Work item
Should a line below contain the word "NextTaskOrder", report it.
Recorded data START
//! Facet navigation over the moderated catalog.
//!
//! Stateless functions over a [`SearchSelection`]: given what has been chosen
//! so far, [`next_step`] returns the next legal choice set, or the resolved
//! task once the selection is complete. Choice sets come from the store, so
//! only facets with moderated content are ever offered.

use thiserror::Error;
use tracing::{debug, instrument};

use crate::domain::{Category, FacetScope, PositionKind, Task, TaskLink, Tier};
use crate::error::StoreResult;
use crate::store::{Catalog, TaskFilter};
use crate::token::Token;
use crate::util::parse_task_link;

/// Facets chosen so far in one conversation.
#[derive(Clone, Debug, Default, PartialEq, Eq)]
pub struct SearchSelection {
    pub grade: Option<i32>,
    pub subject: Option<String>,
    pub tier: Option<Tier>,
    pub category: Option<Category>,
    pub position: Option<i32>,
    pub task_order: Option<i32>,
    pub variant: Option<i32>,
}

/// A single facet choice.
#[derive(Clone, Debug, PartialEq, Eq)]
pub enum Facet {
    Grade(i32),
    Subject(String),
    Tier(Tier),
    Category(Category),
    Position(PositionKind, i32),
    TaskOrder(i32),
    Variant(i32),
}

#[derive(Debug, Error, Clone, Copy, PartialEq, Eq)]
pub enum NavError {
    /// A prerequisite facet is unset (lost session, stale button).
    #[error("selection expired")]
    Expired,
    /// The choice does not fit the current selection.
    #[error("choice not available")]
    Invalid,
}

impl SearchSelection {
    pub fn is_empty(&self) -> bool {
        *self == SearchSelection::default()
    }

    pub fn scope(&self) -> Option<FacetScope> {
        Some(FacetScope {
            grade: self.grade?,
            subject: self.subject.clone()?,
            tier: self.tier?,
            category: self.category?,
        })
    }

    /// Record a choice and clear everything after it.
    pub fn choose(&mut self, facet: Facet) -> Result<(), NavError> {
        match facet {
            Facet::Grade(g) => {
                *self = SearchSelection { grade: Some(g), ..Default::default() };
            }
            Facet::Subject(s) => {
                self.grade.ok_or(NavError::Expired)?;
                self.subject = Some(s);
                self.tier = None;
                self.clear_from_category();
            }
            Facet::Tier(t) => {
                self.subject.as_ref().ok_or(NavError::Expired)?;
                self.tier = Some(t);
                self.clear_from_category();
            }
            Facet::Category(c) => {
                let tier = self.tier.ok_or(NavError::Expired)?;
                if !tier.admits(c) {
                    return Err(NavError::Invalid);
                }
                self.clear_from_category();
                self.category = Some(c);
            }
            Facet::Position(kind, n) => {
                let category = self.category.ok_or(NavError::Expired)?;
                if category.position_kind() != kind {
                    return Err(NavError::Invalid);
                }
                self.position = Some(n);
                self.task_order = None;
                self.variant = None;
            }
            Facet::TaskOrder(n) => {
                self.position.ok_or(NavError::Expired)?;
                self.task_order = Some(n);
                self.variant = None;
            }
            Facet::Variant(v) => {
                self.task_order.ok_or(NavError::Expired)?;
                self.variant = Some(v);
            }
        }
        Ok(())
    }

    fn clear_from_category(&mut self) {
        self.category = None;
        self.position = None;
        self.task_order = None;
        self.variant = None;
    }

    /// Align the selection with a task shown directly (by id or link).
    fn follow(&mut self, task: &Task) {
        let tier = match self.tier {
            // Keep an Inverted selection when the task was only redirected to Regular.
            Some(t) if t.effective_for(task.category) == task.tier => t,
            _ => task.tier,
        };
        *self = SearchSelection {
            grade: Some(task.grade),
            subject: Some(task.subject.clone()),
            tier: Some(tier),
            category: Some(task.category),
            position: task.position(),
            task_order: task.task_order,
            variant: task.variant,
        };
    }
}

/// Neighbour moves offered next to a resolved task.
#[derive(Clone, Copy, Debug, PartialEq, Eq)]
pub enum Move {
    PrevTaskOrder(i32),
    NextTaskOrder(i32),
    PrevVariant(i32),
    NextVariant(i32),
    PrevTask(i64),
    NextTask(i64),
    PrevLesson(i32),
    NextLesson(i32),
}

impl Move {
    pub fn token(self) -> Token {
        match self {
            Move::PrevTaskOrder(n) | Move::NextTaskOrder(n) => Token::SearchTaskOrder(n),
            Move::PrevVariant(n) | Move::NextVariant(n) => Token::SearchVariant(n),
            Move::PrevTask(id) | Move::NextTask(id) => Token::ShowTask(id),
            Move::PrevLesson(n) | Move::NextLesson(n) => Token::SearchLesson(n),
        }
    }
}

#[derive(Clone, Debug, PartialEq)]
pub struct ResolvedTask {
    pub task: Task,
    pub moves: Vec<Move>,
    /// Lesson whose full listing can be requested.
    pub lesson_listing: Option<i32>,
}

#[derive(Clone, Debug, PartialEq)]
pub enum FacetStep {
    Grades(Vec<i32>),
    Subjects(Vec<String>),
    Tiers(Vec<Tier>),
    Categories(Vec<Category>),
    Positions { kind: PositionKind, values: Vec<i32> },
    TaskOrders { values: Vec<i32>, lesson_listing: Option<i32> },
    Variants(Vec<i32>),
    Resolved(ResolvedTask),
    /// The selection points at nothing (content removed meanwhile).
    NotFound,
}

fn neighbours<T: PartialEq + Copy>(list: &[T], current: T) -> (Option<T>, Option<T>) {
    match list.iter().position(|x| *x == current) {
        Some(i) => (
            i.checked_sub(1).and_then(|p| list.get(p).copied()),
            list.get(i + 1).copied(),
        ),
        None => (None, None),
    }
}

fn lists_whole_lesson(category: Category) -> bool {
    matches!(category, Category::Homework | Category::Theory)
}

/// Categories under `tier` that have content for this grade and subject.
fn categories_with_content(catalog: &Catalog, grade: i32, subject: &str, tier: Tier) -> StoreResult<Vec<Category>> {
    let classes = catalog.classes(grade, subject)?;
    Ok(tier
        .categories()
        .iter()
        .copied()
        .filter(|c| classes.contains(&(tier.effective_for(*c), *c)))
        .collect())
}

/// The next legal choice set for `sel`.
#[instrument(level = "debug", skip(catalog))]
pub fn next_step(catalog: &Catalog, sel: &SearchSelection) -> StoreResult<FacetStep> {
    let Some(grade) = sel.grade else {
        return Ok(FacetStep::Grades(catalog.grades()?));
    };
    let Some(subject) = sel.subject.as_deref() else {
        return Ok(FacetStep::Subjects(catalog.subjects(grade)?));
    };
    let Some(tier) = sel.tier else {
        let mut tiers = vec![];
        for t in Tier::ALL {
            if !categories_with_content(catalog, grade, subject, t)?.is_empty() {
                tiers.push(t);
            }
        }
        return Ok(FacetStep::Tiers(tiers));
    };
    let Some(category) = sel.category else {
        return Ok(FacetStep::Categories(categories_with_content(catalog, grade, subject, tier)?));
    };
    let scope = FacetScope { grade, subject: subject.to_string(), tier, category };

    let Some(position) = sel.position else {
        return Ok(FacetStep::Positions { kind: category.position_kind(), values: catalog.positions(&scope)? });
    };
    let Some(task_order) = sel.task_order else {
        let values = catalog.task_orders(&scope, position)?;
        let lesson_listing = (lists_whole_lesson(category) && values.len() > 1).then_some(position);
        return Ok(FacetStep::TaskOrders { values, lesson_listing });
    };

    let variant = match sel.variant {
        Some(v) => Some(v),
        None => {
            let variants = catalog.variants(&scope, position, task_order)?;
            if variants.len() > 1 {
                return Ok(FacetStep::Variants(variants));
            }
            variants.first().copied()
        }
    };

    let filter = TaskFilter { task_order: Some(task_order), variant, ..TaskFilter::scope(&scope).at_position(position) };
    let Some(task) = catalog.search(&filter)?.into_iter().next() else {
        debug!(target: "navigation", ?sel, "Selection resolves to nothing");
        return Ok(FacetStep::NotFound);
    };
    Ok(FacetStep::Resolved(resolve_view(catalog, &scope, task)?))
}

/// Attach neighbour moves to a task, per category.
fn resolve_view(catalog: &Catalog, scope: &FacetScope, task: Task) -> StoreResult<ResolvedTask> {
    let mut moves = vec![];
    let mut lesson_listing = None;
    let Some(position) = task.position() else {
        return Ok(ResolvedTask { task, moves, lesson_listing });
    };

    match scope.category {
        Category::ControlWork | Category::Test => {
            if let Some(order) = task.task_order {
                let (prev, next) = neighbours(&catalog.task_orders(scope, position)?, order);
                moves.extend(prev.map(Move::PrevTaskOrder));
                moves.extend(next.map(Move::NextTaskOrder));
                if let Some(v) = task.variant {
                    let (prev, next) = neighbours(&catalog.variants(scope, position, order)?, v);
                    moves.extend(prev.map(Move::PrevVariant));
                    moves.extend(next.map(Move::NextVariant));
                }
            }
        }
        Category::Demo | Category::Homework | Category::Theory => {
            let siblings: Vec<i64> = catalog
                .search(&TaskFilter::scope(scope).at_position(position))?
                .iter()
                .map(|t| t.id)
                .collect();
            let (prev, next) = neighbours(&siblings, task.id);
            moves.extend(prev.map(Move::PrevTask));
            moves.extend(next.map(Move::NextTask));

            if lists_whole_lesson(scope.category) {
                let (prev_lesson, next_lesson) = neighbours(&catalog.positions(scope)?, position);
                if prev.is_none() {
                    moves.extend(prev_lesson.map(Move::PrevLesson));
                }
                if next.is_none() {
                    moves.extend(next_lesson.map(Move::NextLesson));
                }
                if siblings.len() > 1 {
                    lesson_listing = Some(position);
                }
            }
        }
    }
    Ok(ResolvedTask { task, moves, lesson_listing })
}

/// Show a moderated task by id and move the selection onto it.
#[instrument(level = "debug", skip(catalog, sel))]
pub fn open_task(catalog: &Catalog, sel: &mut SearchSelection, id: i64) -> StoreResult<Option<ResolvedTask>> {
    let Some(task) = catalog.get(id)?.filter(|t| t.is_moderated) else {
        return Ok(None);
    };
    sel.follow(&task);
    let Some(scope) = sel.scope() else {
        return Ok(None);
    };
    Ok(Some(resolve_view(catalog, &scope, task)?))
}

/// Every task of one lesson, in listing order.
pub fn lesson_listing(catalog: &Catalog, sel: &mut SearchSelection, lesson: i32) -> Result<Vec<Task>, LessonError> {
    let scope = sel.scope().ok_or(LessonError::Nav(NavError::Expired))?;
    if scope.category.position_kind() != PositionKind::Lesson {
        return Err(LessonError::Nav(NavError::Invalid));
    }
    sel.position = Some(lesson);
    sel.task_order = None;
    sel.variant = None;
    Ok(catalog.search(&TaskFilter::scope(&scope).at_position(lesson))?)
}

#[derive(Debug, Error)]
pub enum LessonError {
    #[error(transparent)]
    Nav(NavError),
    #[error(transparent)]
    Store(#[from] crate::error::StoreError),
}

pub enum LinkLookup {
    /// The text carries no recognisable link.
    NoLink,
    Found(ResolvedTask),
    Missing(TaskLink),
}

/// Look a pasted course link up in the moderated catalog.
pub fn lookup_link(catalog: &Catalog, sel: &mut SearchSelection, text: &str) -> StoreResult<LinkLookup> {
    let Some(link) = parse_task_link(text) else {
        return Ok(LinkLookup::NoLink);
    };
    let Some(task) = catalog.find_by_link(&link)? else {
        return Ok(LinkLookup::Missing(link));
    };
    sel.follow(&task);
    let Some(scope) = sel.scope() else {
        return Ok(LinkLookup::Missing(link));
    };
    Ok(LinkLookup::Found(resolve_view(catalog, &scope, task)?))
}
Recorded data END
Answer to this task
    NextTaskOrder(i32),
            Move::PrevTaskOrder(n) | Move::NextTaskOrder(n) => Token::SearchTaskOrder(n),
                moves.extend(next.map(Move::NextTaskOrder));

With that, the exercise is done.